Modulatory and direct effects of propofol on recombinant GABA A receptors expressed in Xenopus oocytes: Influence of α- and γ2-subunits

Abstract

Propofol (2,6-diisopropylphenol) is an intravenous general anaesthetic which can directly activate and positively modulate the GABA A receptor. The effects of propofol on human recombinant GABA A receptors were studied in Xenopus oocytes expressing either α 1 β 2, α 1 β 2 γ 2L, or α 2 β 2 γ 2L receptor isoforms. In all receptor isoforms tested, propofol was able to potentiate the GABA-activated currents in a concentration-dependent manner. Although propofol potentiated both α 1 β 2 and α 1 β 2 γ 2L receptor isoforms with equal affinity, the efficacy of propofol potentiation was markedly greater in the α 1 β 2 receptor isoform. In contrast, potentiation of the α 2 β 2 γ 2L receptor isoform by propofol occurred with higher affinity and lower efficacy than in the α 1 β 2 γ 2L receptor isoform.

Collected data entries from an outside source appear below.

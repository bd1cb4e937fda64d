//! Dashboard analytics service
//!
//! KPI cards and chart series for the dashboard. Unlike the reporting
//! engines these return presentation-shaped payloads (labels plus data
//! arrays) rather than per-product rows.

use chrono::{Duration, Utc};
use serde::Serialize;
use sqlx::PgPool;
use uuid::Uuid;

use crate::error::AppResult;

/// Dashboard service
#[derive(Clone)]
pub struct DashboardService {
    db: PgPool,
}

/// Total inventory value at cost
#[derive(Debug, Clone, Serialize)]
pub struct InventoryValue {
    pub total_value: f64,
    pub total_items: i64,
    pub total_quantity: i64,
}

/// Average margin across priced products
#[derive(Debug, Clone, Serialize)]
pub struct AverageMargin {
    pub average_margin_percent: f64,
    pub total_potential_profit: f64,
}

/// Share of products with zero stock
#[derive(Debug, Clone, Serialize)]
pub struct StockRuptureRate {
    pub rupture_rate_percent: f64,
    pub products_out_of_stock: i64,
    pub total_products: i64,
}

/// Daily outbound quantities, zero-filled for days without sales
#[derive(Debug, Clone, Serialize)]
pub struct SalesTrend {
    pub labels: Vec<String>,
    pub data: Vec<i64>,
    pub total_movements: i64,
}

/// Top products by outbound quantity
#[derive(Debug, Clone, Serialize)]
pub struct TopProducts {
    pub labels: Vec<String>,
    pub data: Vec<i64>,
}

#[derive(Debug, sqlx::FromRow)]
struct InventoryValueRow {
    total_value: f64,
    total_items: i64,
    total_quantity: i64,
}

#[derive(Debug, sqlx::FromRow)]
struct MarginRow {
    margin_percent: f64,
    profit_potential: f64,
}

#[derive(Debug, sqlx::FromRow)]
struct DailySalesRow {
    day: String,
    total_quantity: i64,
    movement_count: i64,
}

#[derive(Debug, sqlx::FromRow)]
struct TopProductRow {
    name: String,
    total_quantity: i64,
}

impl DashboardService {
    pub fn new(db: PgPool) -> Self {
        Self { db }
    }

    /// Inventory value at cost across all active products
    pub async fn get_inventory_value(&self, organization_id: Uuid) -> AppResult<InventoryValue> {
        let row = sqlx::query_as::<_, InventoryValueRow>(
            r#"
            SELECT COALESCE(SUM(quantity * cost_price), 0)::float8 AS total_value,
                   COUNT(id) AS total_items,
                   COALESCE(SUM(quantity), 0)::bigint AS total_quantity
            FROM products
            WHERE organization_id = $1 AND deleted_at IS NULL
            "#,
        )
        .bind(organization_id)
        .fetch_one(&self.db)
        .await?;

        Ok(InventoryValue {
            total_value: row.total_value,
            total_items: row.total_items,
            total_quantity: row.total_quantity,
        })
    }

    /// Average margin percent over products with a positive price
    pub async fn get_average_margin(&self, organization_id: Uuid) -> AppResult<AverageMargin> {
        let rows = sqlx::query_as::<_, MarginRow>(
            r#"
            SELECT ((price - cost_price) / price * 100)::float8 AS margin_percent,
                   ((price - cost_price) * quantity)::float8 AS profit_potential
            FROM products
            WHERE organization_id = $1 AND deleted_at IS NULL AND price > 0
            "#,
        )
        .bind(organization_id)
        .fetch_all(&self.db)
        .await?;

        if rows.is_empty() {
            return Ok(AverageMargin {
                average_margin_percent: 0.0,
                total_potential_profit: 0.0,
            });
        }

        let margin_sum: f64 = rows.iter().map(|r| r.margin_percent).sum();
        let total_potential_profit: f64 = rows.iter().map(|r| r.profit_potential).sum();
        let average_margin_percent = margin_sum / rows.len() as f64;

        Ok(AverageMargin {
            average_margin_percent: (average_margin_percent * 100.0).round() / 100.0,
            total_potential_profit,
        })
    }

    /// Percentage of active products with zero stock
    pub async fn get_stock_rupture_rate(
        &self,
        organization_id: Uuid,
    ) -> AppResult<StockRuptureRate> {
        let total_products = sqlx::query_scalar::<_, i64>(
            "SELECT COUNT(id) FROM products WHERE organization_id = $1 AND deleted_at IS NULL",
        )
        .bind(organization_id)
        .fetch_one(&self.db)
        .await?;

        let products_out_of_stock = sqlx::query_scalar::<_, i64>(
            r#"
            SELECT COUNT(id) FROM products
            WHERE organization_id = $1 AND deleted_at IS NULL AND quantity = 0
            "#,
        )
        .bind(organization_id)
        .fetch_one(&self.db)
        .await?;

        let rupture_rate_percent = if total_products > 0 {
            let rate = products_out_of_stock as f64 / total_products as f64 * 100.0;
            (rate * 100.0).round() / 100.0
        } else {
            0.0
        };

        Ok(StockRuptureRate {
            rupture_rate_percent,
            products_out_of_stock,
            total_products,
        })
    }

    /// Daily exit quantities for the last `days` days
    ///
    /// Days with no sales appear as explicit zeros so the chart axis stays
    /// continuous.
    pub async fn get_sales_trend(&self, organization_id: Uuid, days: i64) -> AppResult<SalesTrend> {
        let days = days.max(1);
        let now = Utc::now();
        let start = now - Duration::days(days);

        let rows = sqlx::query_as::<_, DailySalesRow>(
            r#"
            SELECT TO_CHAR(created_at, 'YYYY-MM-DD') AS day,
                   COALESCE(SUM(quantity), 0)::bigint AS total_quantity,
                   COUNT(id) AS movement_count
            FROM movements
            WHERE organization_id = $1 AND movement_type = 'exit' AND created_at >= $2
            GROUP BY TO_CHAR(created_at, 'YYYY-MM-DD')
            "#,
        )
        .bind(organization_id)
        .bind(start)
        .fetch_all(&self.db)
        .await?;

        let total_movements: i64 = rows.iter().map(|r| r.movement_count).sum();
        let daily: std::collections::HashMap<String, i64> = rows
            .into_iter()
            .map(|r| (r.day, r.total_quantity))
            .collect();

        let mut labels = Vec::new();
        let mut data = Vec::new();
        let mut current = start.date_naive();
        let end = now.date_naive();
        while current <= end {
            let key = current.format("%Y-%m-%d").to_string();
            data.push(daily.get(&key).copied().unwrap_or(0));
            labels.push(key);
            current += Duration::days(1);
        }

        Ok(SalesTrend {
            labels,
            data,
            total_movements,
        })
    }

    /// Top products by total exit quantity
    pub async fn get_top_products(
        &self,
        organization_id: Uuid,
        limit: i64,
    ) -> AppResult<TopProducts> {
        let rows = sqlx::query_as::<_, TopProductRow>(
            r#"
            SELECT p.name, COALESCE(SUM(m.quantity), 0)::bigint AS total_quantity
            FROM movements m
            JOIN products p ON p.id = m.product_id
            WHERE p.organization_id = $1 AND m.movement_type = 'exit'
            GROUP BY p.id, p.name
            ORDER BY SUM(m.quantity) DESC
            LIMIT $2
            "#,
        )
        .bind(organization_id)
        .bind(limit)
        .fetch_all(&self.db)
        .await?;

        let (labels, data) = rows.into_iter().map(|r| (r.name, r.total_quantity)).unzip();
        Ok(TopProducts { labels, data })
    }
}
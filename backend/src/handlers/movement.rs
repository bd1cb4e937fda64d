//! HTTP handlers for stock movements

use axum::{
    extract::{Query, State},
    Json,
};
use serde::Deserialize;
use uuid::Uuid;

use shared::models::{CreateMovementInput, Movement, MovementFilter};
use shared::types::MovementType;

use crate::error::AppResult;
use crate::middleware::CurrentUser;
use crate::services::movement::MovementService;
use crate::services::reports::window;
use crate::AppState;

#[derive(Debug, Deserialize)]
pub struct MovementListQuery {
    pub product_id: Option<Uuid>,
    pub movement_type: Option<MovementType>,
    pub start_date: Option<String>,
    pub end_date: Option<String>,
    pub limit: Option<i64>,
    pub offset: Option<i64>,
}

/// Record a movement
pub async fn create_movement(
    State(state): State<AppState>,
    current_user: CurrentUser,
    Json(input): Json<CreateMovementInput>,
) -> AppResult<Json<Movement>> {
    let service = MovementService::new(state.db.clone());
    let movement = service
        .create_movement(
            current_user.0.organization_id,
            current_user.0.user_id,
            input,
        )
        .await?;
    Ok(Json(movement))
}

/// List movements, newest first
pub async fn list_movements(
    State(state): State<AppState>,
    current_user: CurrentUser,
    Query(query): Query<MovementListQuery>,
) -> AppResult<Json<Vec<Movement>>> {
    let filter = MovementFilter {
        product_id: query.product_id,
        movement_type: query.movement_type,
        start_date: query.start_date.as_deref().and_then(window::parse_instant),
        end_date: query.end_date.as_deref().and_then(window::parse_instant),
    };
    let limit = query.limit.unwrap_or(100).clamp(1, 500);
    let offset = query.offset.unwrap_or(0).max(0);

    let service = MovementService::new(state.db.clone());
    let movements = service
        .filter_movements(current_user.0.organization_id, &filter, limit, offset)
        .await?;
    Ok(Json(movements))
}
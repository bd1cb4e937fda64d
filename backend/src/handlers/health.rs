//! Health check handler

use axum::{extract::State, Json};
use serde_json::{json, Value};

use crate::AppState;

/// Health check with a database round trip
pub async fn health_check(State(state): State<AppState>) -> Json<Value> {
    let db_healthy = sqlx::query("SELECT 1")
        .execute(&state.db)
        .await
        .is_ok();

    Json(json!({
        "status": if db_healthy { "healthy" } else { "degraded" },
        "database": db_healthy,
    }))
}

Propofol directly activated all three receptor isoforms in a concentration dependent manner. Addition of the γ 2L subunit subtype to the α 1 β 2 receptor isoform decreased receptor sensitivity to direct activation by propofol. Replacement of the α 1-subunit subtype with the α 2-subunit subtype increased receptor sensitivity to propofol's direct effects. These results suggest that the α-and γ 2L-subunit subtypes each have the ability to influence both the direct and modulatory actions of propofol on GABA A receptor function.